*** Data in this exercise ***

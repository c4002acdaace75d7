//! Per-tool capability policy.

use std::collections::HashMap;

/// Capability level required by a tool.
#[derive(Debug, Clone, Copy, PartialEq, Eq, PartialOrd, Ord, Hash)]
pub enum CapabilityTier {
    /// Read-only: listings, bounded reads, searches, memory queries.
    Safe = 0,
    /// Side effects inside the sandbox: edits, bounded runs, bounded spawns.
    Moderate = 1,
    /// Arbitrary shell, network, deletion. Always requires approval.
    Dangerous = 2,
}

impl std::fmt::Display for CapabilityTier {
    fn fmt(&self, f: &mut std::fmt::Formatter<'_>) -> std::fmt::Result {
        match self {
            Self::Safe => write!(f, "safe"),
            Self::Moderate => write!(f, "moderate"),
            Self::Dangerous => write!(f, "dangerous"),
        }
    }
}

/// Policy for one tool name.
#[derive(Debug, Clone)]
pub struct ToolPolicy {
    pub tier: CapabilityTier,
    pub requires_approval: bool,
    pub sandboxed: bool,
    /// For network tools: permitted destination hosts.
    pub allow_domains: Option<Vec<String>>,
    /// Payload / read size ceiling in bytes.
    pub max_bytes: Option<usize>,
    pub timeout_s: u64,
}

impl ToolPolicy {
    fn new(tier: CapabilityTier) -> Self {
        Self {
            tier,
            requires_approval: tier == CapabilityTier::Dangerous,
            sandboxed: false,
            allow_domains: None,
            max_bytes: Some(DEFAULT_PAYLOAD_CAP),
            timeout_s: 30,
        }
    }

    fn sandboxed(mut self) -> Self {
        self.sandboxed = true;
        self
    }

    fn max_bytes(mut self, bytes: usize) -> Self {
        self.max_bytes = Some(bytes);
        self
    }

    fn timeout(mut self, seconds: u64) -> Self {
        self.timeout_s = seconds;
        self
    }
}

/// Cap on a single file read.
pub const DEFAULT_READ_CAP: usize = 1024 * 1024;

/// Cap on an individual action payload.
pub const DEFAULT_PAYLOAD_CAP: usize = 64 * 1024;

/// Mapping from tool name to policy. Unknown tools escalate by default.
#[derive(Debug, Clone)]
pub struct PolicyTable {
    tools: HashMap<String, ToolPolicy>,
}

impl Default for PolicyTable {
    fn default() -> Self {
        use CapabilityTier::*;
        let mut tools = HashMap::new();

        tools.insert("list_files".into(), ToolPolicy::new(Safe).sandboxed());
        tools.insert(
            "read_file".into(),
            ToolPolicy::new(Safe).sandboxed().max_bytes(DEFAULT_READ_CAP),
        );
        tools.insert("search_text".into(), ToolPolicy::new(Safe).sandboxed());
        tools.insert("write_memory".into(), ToolPolicy::new(Safe));
        tools.insert("orch_status".into(), ToolPolicy::new(Safe));
        tools.insert("done".into(), ToolPolicy::new(Safe));
        tools.insert(
            "edit_file".into(),
            ToolPolicy::new(Moderate).sandboxed(),
        );
        tools.insert("run".into(), ToolPolicy::new(Moderate).timeout(120));
        tools.insert(
            "spawn_daemon".into(),
            ToolPolicy::new(Moderate).timeout(600),
        );
        tools.insert("exec".into(), ToolPolicy::new(Dangerous).timeout(120));
        tools.insert("http_request".into(), ToolPolicy::new(Dangerous));

        Self { tools }
    }
}

impl PolicyTable {
    /// Look up a tool. Unknown names return `None`; the guard escalates.
    pub fn get(&self, tool: &str) -> Option<&ToolPolicy> {
        self.tools.get(tool)
    }

    /// Replace or add a tool policy.
    pub fn set(&mut self, tool: impl Into<String>, policy: ToolPolicy) {
        self.tools.insert(tool.into(), policy);
    }

    /// Restrict a network tool to specific hosts.
    pub fn allow_domains(&mut self, tool: &str, domains: Vec<String>) {
        if let Some(policy) = self.tools.get_mut(tool) {
            policy.allow_domains = Some(domains);
        }
    }
}

#[cfg(test)]
mod tests {
    use super::*;

    #[test]
    fn test_default_table_tiers() {
        let table = PolicyTable::default();
        assert_eq!(table.get("read_file").unwrap().tier, CapabilityTier::Safe);
        assert_eq!(table.get("edit_file").unwrap().tier, CapabilityTier::Moderate);
        assert_eq!(table.get("exec").unwrap().tier, CapabilityTier::Dangerous);
        assert!(table.get("exec").unwrap().requires_approval);
        assert!(table.get("mystery_tool").is_none());
    }

    #[test]
    fn test_read_cap_larger_than_payload_cap() {
        let table = PolicyTable::default();
        assert_eq!(table.get("read_file").unwrap().max_bytes, Some(DEFAULT_READ_CAP));
        assert_eq!(
            table.get("edit_file").unwrap().max_bytes,
            Some(DEFAULT_PAYLOAD_CAP)
        );
    }

    #[test]
    fn test_tier_ordering() {
        assert!(CapabilityTier::Safe < CapabilityTier::Moderate);
        assert!(CapabilityTier::Moderate < CapabilityTier::Dangerous);
    }
}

*** End of Data in this exercise ***

Task =>
Set down the records again, exactly.

Worked solution =>
repository c4002acdaace75d7
//! Per-tool capability policy.

use std::collections::HashMap;

/// Capability level required by a tool.
#[derive(Debug, Clone, Copy, PartialEq, Eq, PartialOrd, Ord, Hash)]
pub enum CapabilityTier {
    /// Read-only: listings, bounded reads, searches, memory queries.
    Safe = 0,
    /// Side effects inside the sandbox: edits, bounded runs, bounded spawns.
    Moderate = 1,
    /// Arbitrary shell, network, deletion. Always requires approval.
    Dangerous = 2,
}

impl std::fmt::Display for CapabilityTier {
    fn fmt(&self, f: &mut std::fmt::Formatter<'_>) -> std::fmt::Result {
        match self {
            Self::Safe => write!(f, "safe"),
            Self::Moderate => write!(f, "moderate"),
            Self::Dangerous => write!(f, "dangerous"),
        }
    }
}

/// Policy for one tool name.
#[derive(Debug, Clone)]
pub struct ToolPolicy {
    pub tier: CapabilityTier,
    pub requires_approval: bool,
    pub sandboxed: bool,
    /// For network tools: permitted destination hosts.
    pub allow_domains: Option<Vec<String>>,
    /// Payload / read size ceiling in bytes.
    pub max_bytes: Option<usize>,
    pub timeout_s: u64,
}

impl ToolPolicy {
    fn new(tier: CapabilityTier) -> Self {
        Self {
            tier,
            requires_approval: tier == CapabilityTier::Dangerous,
            sandboxed: false,
            allow_domains: None,
            max_bytes: Some(DEFAULT_PAYLOAD_CAP),
            timeout_s: 30,
        }
    }

    fn sandboxed(mut self) -> Self {
        self.sandboxed = true;
        self
    }

    fn max_bytes(mut self, bytes: usize) -> Self {
        self.max_bytes = Some(bytes);
        self
    }

    fn timeout(mut self, seconds: u64) -> Self {
        self.timeout_s = seconds;
        self
    }
}

/// Cap on a single file read.
pub const DEFAULT_READ_CAP: usize = 1024 * 1024;

/// Cap on an individual action payload.
pub const DEFAULT_PAYLOAD_CAP: usize = 64 * 1024;

/// Mapping from tool name to policy. Unknown tools escalate by default.
#[derive(Debug, Clone)]
pub struct PolicyTable {
    tools: HashMap<String, ToolPolicy>,
}

impl Default for PolicyTable {
    fn default() -> Self {
        use CapabilityTier::*;
        let mut tools = HashMap::new();

        tools.insert("list_files".into(), ToolPolicy::new(Safe).sandboxed());
        tools.insert(
            "read_file".into(),
            ToolPolicy::new(Safe).sandboxed().max_bytes(DEFAULT_READ_CAP),
        );
        tools.insert("search_text".into(), ToolPolicy::new(Safe).sandboxed());
        tools.insert("write_memory".into(), ToolPolicy::new(Safe));
        tools.insert("orch_status".into(), ToolPolicy::new(Safe));
        tools.insert("done".into(), ToolPolicy::new(Safe));
        tools.insert(
            "edit_file".into(),
            ToolPolicy::new(Moderate).sandboxed(),
        );
        tools.insert("run".into(), ToolPolicy::new(Moderate).timeout(120));
        tools.insert(
            "spawn_daemon".into(),
            ToolPolicy::new(Moderate).timeout(600),
        );
        tools.insert("exec".into(), ToolPolicy::new(Dangerous).timeout(120));
        tools.insert("http_request".into(), ToolPolicy::new(Dangerous));

        Self { tools }
    }
}

impl PolicyTable {
    /// Look up a tool. Unknown names return `None`; the guard escalates.
    pub fn get(&self, tool: &str) -> Option<&ToolPolicy> {
        self.tools.get(tool)
    }

    /// Replace or add a tool policy.
    pub fn set(&mut self, tool: impl Into<String>, policy: ToolPolicy) {
        self.tools.insert(tool.into(), policy);
    }

    /// Restrict a network tool to specific hosts.
    pub fn allow_domains(&mut self, tool: &str, domains: Vec<String>) {
        if let Some(policy) = self.tools.get_mut(tool) {
            policy.allow_domains = Some(domains);
        }
    }
}

#[cfg(test)]
mod tests {
    use super::*;

    #[test]
    fn test_default_table_tiers() {
        let table = PolicyTable::default();
        assert_eq!(table.get("read_file").unwrap().tier, CapabilityTier::Safe);
        assert_eq!(table.get("edit_file").unwrap().tier, CapabilityTier::Moderate);
        assert_eq!(table.get("exec").unwrap().tier, CapabilityTier::Dangerous);
        assert!(table.get("exec").unwrap().requires_approval);
        assert!(table.get("mystery_tool").is_none());
    }

    #[test]
    fn test_read_cap_larger_than_payload_cap() {
        let table = PolicyTable::default();
        assert_eq!(table.get("read_file").unwrap().max_bytes, Some(DEFAULT_READ_CAP));
        assert_eq!(
            table.get("edit_file").unwrap().max_bytes,
            Some(DEFAULT_PAYLOAD_CAP)
        );
    }

    #[test]
    fn test_tier_ordering() {
        assert!(CapabilityTier::Safe < CapabilityTier::Moderate);
        assert!(CapabilityTier::Moderate < CapabilityTier::Dangerous);
    }
}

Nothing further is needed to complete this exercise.